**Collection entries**
- - - -

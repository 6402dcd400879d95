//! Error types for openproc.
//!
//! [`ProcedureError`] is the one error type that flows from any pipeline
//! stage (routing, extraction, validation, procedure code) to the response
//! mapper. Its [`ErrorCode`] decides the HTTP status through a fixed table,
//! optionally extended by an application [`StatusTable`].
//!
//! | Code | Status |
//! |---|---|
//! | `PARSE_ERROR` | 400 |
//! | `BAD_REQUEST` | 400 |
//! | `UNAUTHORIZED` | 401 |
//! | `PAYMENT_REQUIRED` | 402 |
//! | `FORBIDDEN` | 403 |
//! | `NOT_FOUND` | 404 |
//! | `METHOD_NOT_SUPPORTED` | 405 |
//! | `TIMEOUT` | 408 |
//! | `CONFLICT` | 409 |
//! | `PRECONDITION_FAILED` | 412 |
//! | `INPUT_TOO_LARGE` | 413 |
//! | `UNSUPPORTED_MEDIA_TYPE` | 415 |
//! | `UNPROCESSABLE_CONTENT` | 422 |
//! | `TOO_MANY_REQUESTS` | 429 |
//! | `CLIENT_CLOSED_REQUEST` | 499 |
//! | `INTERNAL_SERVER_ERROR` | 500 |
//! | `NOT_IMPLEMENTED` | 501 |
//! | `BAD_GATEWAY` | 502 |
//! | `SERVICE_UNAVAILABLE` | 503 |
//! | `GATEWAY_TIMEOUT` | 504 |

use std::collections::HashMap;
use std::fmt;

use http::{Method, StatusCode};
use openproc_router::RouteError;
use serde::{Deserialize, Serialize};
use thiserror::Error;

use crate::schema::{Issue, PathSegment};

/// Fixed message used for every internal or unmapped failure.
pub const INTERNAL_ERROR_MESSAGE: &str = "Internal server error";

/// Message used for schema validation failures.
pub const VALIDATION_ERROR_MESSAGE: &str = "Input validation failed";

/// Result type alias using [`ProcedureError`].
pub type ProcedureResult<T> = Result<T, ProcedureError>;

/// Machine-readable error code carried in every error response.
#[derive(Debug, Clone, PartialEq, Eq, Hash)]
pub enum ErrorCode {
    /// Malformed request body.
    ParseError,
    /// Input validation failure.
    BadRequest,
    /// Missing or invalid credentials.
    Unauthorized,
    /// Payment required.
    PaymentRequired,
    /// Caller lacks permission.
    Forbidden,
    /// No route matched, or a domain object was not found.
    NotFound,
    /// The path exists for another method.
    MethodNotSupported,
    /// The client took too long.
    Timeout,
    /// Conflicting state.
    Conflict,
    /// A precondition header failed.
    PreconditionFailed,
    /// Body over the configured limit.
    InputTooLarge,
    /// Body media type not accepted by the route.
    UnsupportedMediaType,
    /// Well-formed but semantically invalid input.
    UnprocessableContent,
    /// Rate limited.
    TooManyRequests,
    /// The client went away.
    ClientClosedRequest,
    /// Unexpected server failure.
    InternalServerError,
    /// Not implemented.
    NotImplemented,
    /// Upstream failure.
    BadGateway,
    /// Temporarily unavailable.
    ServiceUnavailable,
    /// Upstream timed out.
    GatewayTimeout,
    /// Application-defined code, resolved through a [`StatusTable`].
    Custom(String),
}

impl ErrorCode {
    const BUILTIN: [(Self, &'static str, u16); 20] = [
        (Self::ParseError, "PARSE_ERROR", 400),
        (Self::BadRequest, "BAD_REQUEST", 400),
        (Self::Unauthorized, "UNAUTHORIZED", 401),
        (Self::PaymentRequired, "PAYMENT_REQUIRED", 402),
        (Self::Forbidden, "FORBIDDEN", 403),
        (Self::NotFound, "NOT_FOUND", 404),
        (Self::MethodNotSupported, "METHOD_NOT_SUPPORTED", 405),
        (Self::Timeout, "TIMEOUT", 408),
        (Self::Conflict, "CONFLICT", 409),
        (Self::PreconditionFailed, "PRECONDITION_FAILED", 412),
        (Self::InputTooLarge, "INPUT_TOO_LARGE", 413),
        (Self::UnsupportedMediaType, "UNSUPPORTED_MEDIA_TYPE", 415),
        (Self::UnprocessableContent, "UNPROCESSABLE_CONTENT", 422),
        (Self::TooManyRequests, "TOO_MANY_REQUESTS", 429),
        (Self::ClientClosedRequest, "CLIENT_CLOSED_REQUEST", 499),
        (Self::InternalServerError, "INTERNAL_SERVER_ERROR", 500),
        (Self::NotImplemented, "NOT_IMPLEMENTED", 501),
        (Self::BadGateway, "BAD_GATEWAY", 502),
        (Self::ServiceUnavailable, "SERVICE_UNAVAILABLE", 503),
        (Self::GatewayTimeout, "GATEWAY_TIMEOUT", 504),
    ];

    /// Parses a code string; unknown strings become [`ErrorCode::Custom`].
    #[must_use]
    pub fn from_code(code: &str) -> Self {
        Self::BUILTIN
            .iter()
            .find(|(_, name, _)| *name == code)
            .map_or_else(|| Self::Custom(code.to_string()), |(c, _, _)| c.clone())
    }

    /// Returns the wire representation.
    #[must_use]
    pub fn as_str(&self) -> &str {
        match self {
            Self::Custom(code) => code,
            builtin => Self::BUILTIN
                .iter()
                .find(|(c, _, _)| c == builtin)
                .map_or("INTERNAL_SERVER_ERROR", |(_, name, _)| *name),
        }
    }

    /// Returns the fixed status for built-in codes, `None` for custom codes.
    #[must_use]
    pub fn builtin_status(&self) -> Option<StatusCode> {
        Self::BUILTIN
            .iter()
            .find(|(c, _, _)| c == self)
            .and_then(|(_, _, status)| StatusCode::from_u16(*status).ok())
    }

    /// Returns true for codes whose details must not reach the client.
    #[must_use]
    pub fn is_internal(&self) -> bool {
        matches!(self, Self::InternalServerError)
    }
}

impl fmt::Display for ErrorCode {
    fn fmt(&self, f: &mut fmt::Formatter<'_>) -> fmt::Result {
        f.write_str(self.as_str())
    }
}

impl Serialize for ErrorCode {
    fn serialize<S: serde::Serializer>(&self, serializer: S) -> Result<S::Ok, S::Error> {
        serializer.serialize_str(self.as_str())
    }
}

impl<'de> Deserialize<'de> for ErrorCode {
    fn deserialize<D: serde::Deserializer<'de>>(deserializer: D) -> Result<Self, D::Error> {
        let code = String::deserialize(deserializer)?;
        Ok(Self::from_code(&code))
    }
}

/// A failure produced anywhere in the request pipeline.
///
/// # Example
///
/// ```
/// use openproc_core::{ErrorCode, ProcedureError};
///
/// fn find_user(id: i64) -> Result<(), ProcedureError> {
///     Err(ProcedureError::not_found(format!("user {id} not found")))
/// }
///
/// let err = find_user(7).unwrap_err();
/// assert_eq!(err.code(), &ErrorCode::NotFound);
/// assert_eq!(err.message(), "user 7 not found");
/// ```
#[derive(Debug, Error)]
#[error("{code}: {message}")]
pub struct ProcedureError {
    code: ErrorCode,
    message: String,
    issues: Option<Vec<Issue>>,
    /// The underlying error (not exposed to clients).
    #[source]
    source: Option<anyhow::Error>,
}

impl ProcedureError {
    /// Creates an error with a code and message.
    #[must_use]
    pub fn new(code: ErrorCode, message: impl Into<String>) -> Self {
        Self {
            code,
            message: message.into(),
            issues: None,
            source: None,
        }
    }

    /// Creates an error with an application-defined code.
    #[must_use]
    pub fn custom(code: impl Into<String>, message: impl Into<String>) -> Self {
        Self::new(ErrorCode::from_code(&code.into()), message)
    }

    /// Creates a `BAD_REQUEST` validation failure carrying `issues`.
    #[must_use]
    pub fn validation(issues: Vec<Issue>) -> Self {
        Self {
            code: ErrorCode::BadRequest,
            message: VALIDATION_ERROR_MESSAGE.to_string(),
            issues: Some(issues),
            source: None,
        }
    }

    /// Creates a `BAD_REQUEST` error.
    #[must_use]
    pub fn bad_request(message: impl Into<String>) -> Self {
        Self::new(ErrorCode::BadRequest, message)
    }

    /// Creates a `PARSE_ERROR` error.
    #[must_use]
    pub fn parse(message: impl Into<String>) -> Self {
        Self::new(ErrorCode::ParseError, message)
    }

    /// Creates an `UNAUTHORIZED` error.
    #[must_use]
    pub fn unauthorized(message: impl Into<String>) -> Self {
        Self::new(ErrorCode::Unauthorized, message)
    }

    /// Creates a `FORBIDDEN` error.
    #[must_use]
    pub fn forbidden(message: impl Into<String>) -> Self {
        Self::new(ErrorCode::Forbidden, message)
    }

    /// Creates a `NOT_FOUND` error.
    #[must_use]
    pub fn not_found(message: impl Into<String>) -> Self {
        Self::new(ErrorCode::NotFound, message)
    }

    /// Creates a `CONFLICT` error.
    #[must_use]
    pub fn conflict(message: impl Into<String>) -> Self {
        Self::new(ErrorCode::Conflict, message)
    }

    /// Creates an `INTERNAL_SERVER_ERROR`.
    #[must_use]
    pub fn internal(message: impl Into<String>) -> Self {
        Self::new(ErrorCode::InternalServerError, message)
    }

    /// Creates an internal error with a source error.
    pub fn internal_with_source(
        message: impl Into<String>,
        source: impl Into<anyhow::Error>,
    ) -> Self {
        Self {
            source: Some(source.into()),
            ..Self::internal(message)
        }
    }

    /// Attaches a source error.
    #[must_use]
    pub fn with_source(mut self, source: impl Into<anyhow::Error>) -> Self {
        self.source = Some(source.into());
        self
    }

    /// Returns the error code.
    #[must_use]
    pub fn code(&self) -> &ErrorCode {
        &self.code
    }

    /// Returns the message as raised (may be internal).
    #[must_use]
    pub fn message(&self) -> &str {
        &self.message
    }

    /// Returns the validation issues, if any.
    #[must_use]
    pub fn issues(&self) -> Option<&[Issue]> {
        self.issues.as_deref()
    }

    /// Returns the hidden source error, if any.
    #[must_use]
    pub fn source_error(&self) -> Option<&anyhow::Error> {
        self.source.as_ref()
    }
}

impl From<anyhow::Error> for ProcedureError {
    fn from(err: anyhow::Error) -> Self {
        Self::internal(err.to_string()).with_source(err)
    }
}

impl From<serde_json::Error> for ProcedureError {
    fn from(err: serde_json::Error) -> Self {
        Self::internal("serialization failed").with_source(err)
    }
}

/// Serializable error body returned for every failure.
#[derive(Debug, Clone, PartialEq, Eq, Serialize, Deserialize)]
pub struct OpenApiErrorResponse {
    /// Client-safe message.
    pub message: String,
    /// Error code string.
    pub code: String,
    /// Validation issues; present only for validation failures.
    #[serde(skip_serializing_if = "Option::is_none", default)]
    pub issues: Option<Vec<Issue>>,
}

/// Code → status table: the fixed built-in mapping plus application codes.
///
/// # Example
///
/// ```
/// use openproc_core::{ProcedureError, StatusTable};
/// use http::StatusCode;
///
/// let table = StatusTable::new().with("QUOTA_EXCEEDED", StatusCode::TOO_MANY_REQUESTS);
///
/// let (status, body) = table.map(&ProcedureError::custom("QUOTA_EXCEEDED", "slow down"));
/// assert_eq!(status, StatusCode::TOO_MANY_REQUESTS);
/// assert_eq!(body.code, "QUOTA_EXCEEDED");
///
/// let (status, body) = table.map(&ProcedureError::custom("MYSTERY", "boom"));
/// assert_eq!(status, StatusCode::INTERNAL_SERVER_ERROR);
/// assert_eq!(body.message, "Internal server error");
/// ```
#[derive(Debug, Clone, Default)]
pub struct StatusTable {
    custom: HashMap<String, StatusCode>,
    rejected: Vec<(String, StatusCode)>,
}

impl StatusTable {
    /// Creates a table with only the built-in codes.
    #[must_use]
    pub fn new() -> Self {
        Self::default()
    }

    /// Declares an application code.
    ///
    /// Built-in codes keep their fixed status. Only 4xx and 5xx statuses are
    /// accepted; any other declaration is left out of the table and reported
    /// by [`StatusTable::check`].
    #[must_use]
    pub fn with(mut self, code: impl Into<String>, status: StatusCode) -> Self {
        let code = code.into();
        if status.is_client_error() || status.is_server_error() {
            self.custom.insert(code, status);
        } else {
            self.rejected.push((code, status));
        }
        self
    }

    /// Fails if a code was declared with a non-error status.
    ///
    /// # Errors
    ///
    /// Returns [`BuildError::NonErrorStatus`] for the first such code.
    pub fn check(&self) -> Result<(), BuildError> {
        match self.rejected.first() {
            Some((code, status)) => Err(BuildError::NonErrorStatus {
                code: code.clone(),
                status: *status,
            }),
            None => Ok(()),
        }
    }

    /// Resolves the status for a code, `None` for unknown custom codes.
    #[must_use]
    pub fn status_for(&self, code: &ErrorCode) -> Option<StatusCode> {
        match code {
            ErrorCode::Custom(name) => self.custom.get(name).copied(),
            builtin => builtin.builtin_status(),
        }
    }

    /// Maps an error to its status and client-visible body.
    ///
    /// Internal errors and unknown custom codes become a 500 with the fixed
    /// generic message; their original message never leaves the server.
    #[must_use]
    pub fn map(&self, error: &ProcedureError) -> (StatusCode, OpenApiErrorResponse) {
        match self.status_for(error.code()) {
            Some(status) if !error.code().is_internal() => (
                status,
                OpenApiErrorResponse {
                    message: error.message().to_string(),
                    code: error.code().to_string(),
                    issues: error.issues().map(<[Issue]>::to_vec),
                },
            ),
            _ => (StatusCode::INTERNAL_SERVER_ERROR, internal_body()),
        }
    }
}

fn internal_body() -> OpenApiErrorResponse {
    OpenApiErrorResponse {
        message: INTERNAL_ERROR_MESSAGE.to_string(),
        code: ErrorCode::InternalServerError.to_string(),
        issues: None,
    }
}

- - - -

Return every line holding the word "InternalServerError" from the records.

    InternalServerError,
        (Self::InternalServerError, "INTERNAL_SERVER_ERROR", 500),
        matches!(self, Self::InternalServerError)
        Self::new(ErrorCode::InternalServerError, message)
        code: ErrorCode::InternalServerError.to_string(),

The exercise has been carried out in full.